The post Can a nowhere continuous function have a connected graph? asks exactly that question. The OP was interested in a few cases, one of which was when $f: \mathbb{R} \to \mathbb{R}$ under the usual topology. I'm interested in continuing to investigate the $f: \mathbb{R} \to \mathbb{R}$ case, namely can we construct a function $f$ that is nowhere continuous but whose graph is connected in the plane?
A good starting point is the topologist's sine curve
$$t(x)= \begin{cases}\sin\left(\frac{1}{x}\right) & x \neq 0 \\ 0 & x = 0 \\ \end{cases}$$
and then to take an infinite sum of these with the modification that each summand is discontinuous at each rational and to scale it so that it does not grow without bound.

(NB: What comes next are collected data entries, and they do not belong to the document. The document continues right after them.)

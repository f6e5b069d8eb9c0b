// src/lib.rs
//! Core library for `regroup`: recommends move-method, create-class and
//! remove-class refactorings by clustering methods over a structural
//! code model.

pub mod cli;
pub mod cluster;
pub mod config;
pub mod distance;
pub mod engine;
pub mod error;
pub mod features;
pub mod index;
pub mod metrics;
pub mod model;
pub mod recommend;
pub mod reporting;
pub mod vectors;
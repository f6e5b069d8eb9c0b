// src/metrics/class.rs
//! Class-category calculators: inheritance depth, children, fan-out and
//! loose class coupling.

use std::collections::{BTreeMap, BTreeSet};

use super::{Calculator, MetricContext};
use crate::model::EntityKind;

/// Steps up the concrete, in-project superclass chain.
pub struct DepthOfInheritance;

impl Calculator for DepthOfInheritance {
    fn metric(&self) -> &'static str {
        "dit"
    }

    fn category(&self) -> EntityKind {
        EntityKind::Class
    }

    fn measure(&self, ctx: &MetricContext, entity: &str) -> Option<f64> {
        inheritance_depth(ctx, entity)
    }
}

/// Counts direct in-project inheritors.
pub struct NumberOfChildren;

impl Calculator for NumberOfChildren {
    fn metric(&self) -> &'static str {
        "noc"
    }

    fn category(&self) -> EntityKind {
        EntityKind::Class
    }

    fn measure(&self, ctx: &MetricContext, entity: &str) -> Option<f64> {
        children_count(ctx, entity)
    }
}

/// Distinct in-project classes a class depends on, via field types and
/// the owners of every method its methods call.
pub struct FanOut;

impl Calculator for FanOut {
    fn metric(&self) -> &'static str {
        "fan_out"
    }

    fn category(&self) -> EntityKind {
        EntityKind::Class
    }

    fn measure(&self, ctx: &MetricContext, entity: &str) -> Option<f64> {
        let class = ctx.model.class(entity)?;
        if class.anonymous {
            return None;
        }

        let mut referenced: BTreeSet<&str> = BTreeSet::new();
        for field in ctx.index.all_fields(entity) {
            if let Some(type_class) = field.type_class.as_deref() {
                referenced.insert(type_class);
            }
        }
        for method in ctx.index.all_methods_of(entity) {
            let Some(node) = ctx.model.method(&method) else {
                continue;
            };
            for call in &node.calls {
                if let Some(owner) = ctx.model.owner_of(call) {
                    referenced.insert(owner);
                }
            }
        }

        let count = referenced
            .iter()
            .filter(|&c| *c != entity && ctx.index.classes().contains(*c))
            .count();
        Some(count as f64)
    }
}

/// Fraction of method pairs that share field usage, where a method's
/// touched fields include everything reached transitively through its
/// calls. Zero for classes with fewer than two methods.
pub struct LooseClassCoupling;

impl Calculator for LooseClassCoupling {
    fn metric(&self) -> &'static str {
        "lcc"
    }

    fn category(&self) -> EntityKind {
        EntityKind::Class
    }

    fn measure(&self, ctx: &MetricContext, entity: &str) -> Option<f64> {
        let class = ctx.model.class(entity)?;
        if class.anonymous || !class.concrete {
            return None;
        }

        let methods: Vec<&str> = ctx
            .model
            .methods_of(entity)
            .map(|m| m.name.as_str())
            .collect();
        let n = methods.len();
        if n < 2 {
            return Some(0.0);
        }

        let touched: BTreeMap<&str, BTreeSet<String>> = methods
            .iter()
            .map(|m| (*m, transitive_field_usage(ctx, m)))
            .collect();

        let mut sharing_pairs = 0usize;
        for i in 0..n {
            for j in (i + 1)..n {
                let (Some(a), Some(b)) = (touched.get(methods[i]), touched.get(methods[j]))
                else {
                    continue;
                };
                if a.intersection(b).next().is_some() {
                    sharing_pairs += 1;
                }
            }
        }

        let total_pairs = n * (n - 1) / 2;
        Some(sharing_pairs as f64 / total_pairs as f64)
    }
}

/// Fields reached from a method through the call graph. Explicit
/// worklist; the visited set bounds call cycles.
fn transitive_field_usage(ctx: &MetricContext, method: &str) -> BTreeSet<String> {
    let mut fields = BTreeSet::new();
    let mut visited: BTreeSet<&str> = BTreeSet::new();
    let mut worklist: Vec<&str> = vec![method];

    while let Some(current) = worklist.pop() {
        if !visited.insert(current) {
            continue;
        }
        let Some(node) = ctx.model.method(current) else {
            continue;
        };
        fields.extend(node.reads.iter().cloned());
        worklist.extend(node.calls.iter().map(String::as_str));
    }
    fields
}

pub(super) fn inheritance_depth(ctx: &MetricContext, entity: &str) -> Option<f64> {
    let mut current = ctx.model.class(entity)?;
    if current.anonymous {
        return None;
    }

    let mut depth = 0u32;
    let mut seen: BTreeSet<&str> = BTreeSet::new();
    while current.concrete && seen.insert(current.name.as_str()) {
        depth += 1;
        let Some(parent) = current.super_class.as_deref() else {
            break;
        };
        if !ctx.index.classes().contains(parent) {
            break;
        }
        let Some(parent_node) = ctx.model.class(parent) else {
            break;
        };
        current = parent_node;
    }
    Some(f64::from(depth))
}

pub(super) fn children_count(ctx: &MetricContext, entity: &str) -> Option<f64> {
    let class = ctx.model.class(entity)?;
    if class.anonymous {
        return None;
    }
    let count = ctx
        .model
        .direct_subclasses(entity)
        .iter()
        .filter(|c| ctx.index.classes().contains(&c.name))
        .count();
    Some(count as f64)
}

That is, if $\{q_n\}_{n \in \mathbb{N}}$ is an enumeration of the rationals, consider the function
$$f(x) = \sum_{n=1}^\infty \frac{\sin\left( \frac{1}{x-q_n} \right)}{n^2} := \sum_{n=1}^\infty f_n(x)$$
It's easy to see that $f$ is discontinuous at at each rational and the limit of the partial sums converges nicely. My intuition suspects that because each $f_n$ has a connected graph in the plane, then the countable sum of these should(?) have a connected graph as well. Further, due to the density of $\mathbb{Q}$, one suspects that this leads to a discontinuity at every point.
If this is not a good candidate function for this question, where does it go wrong $-$ and even more $-$ what would be a better construction?
EDIT: I'm now realizing that technically for the graph to be connected, I need to define the graph at each new iteration of $f_n$. So, for the time being, spare me that detail and let us suppose at each rational, the function is defined in a similar manner to how $0$ is mapped to $0$ in $\sin(1/x)$.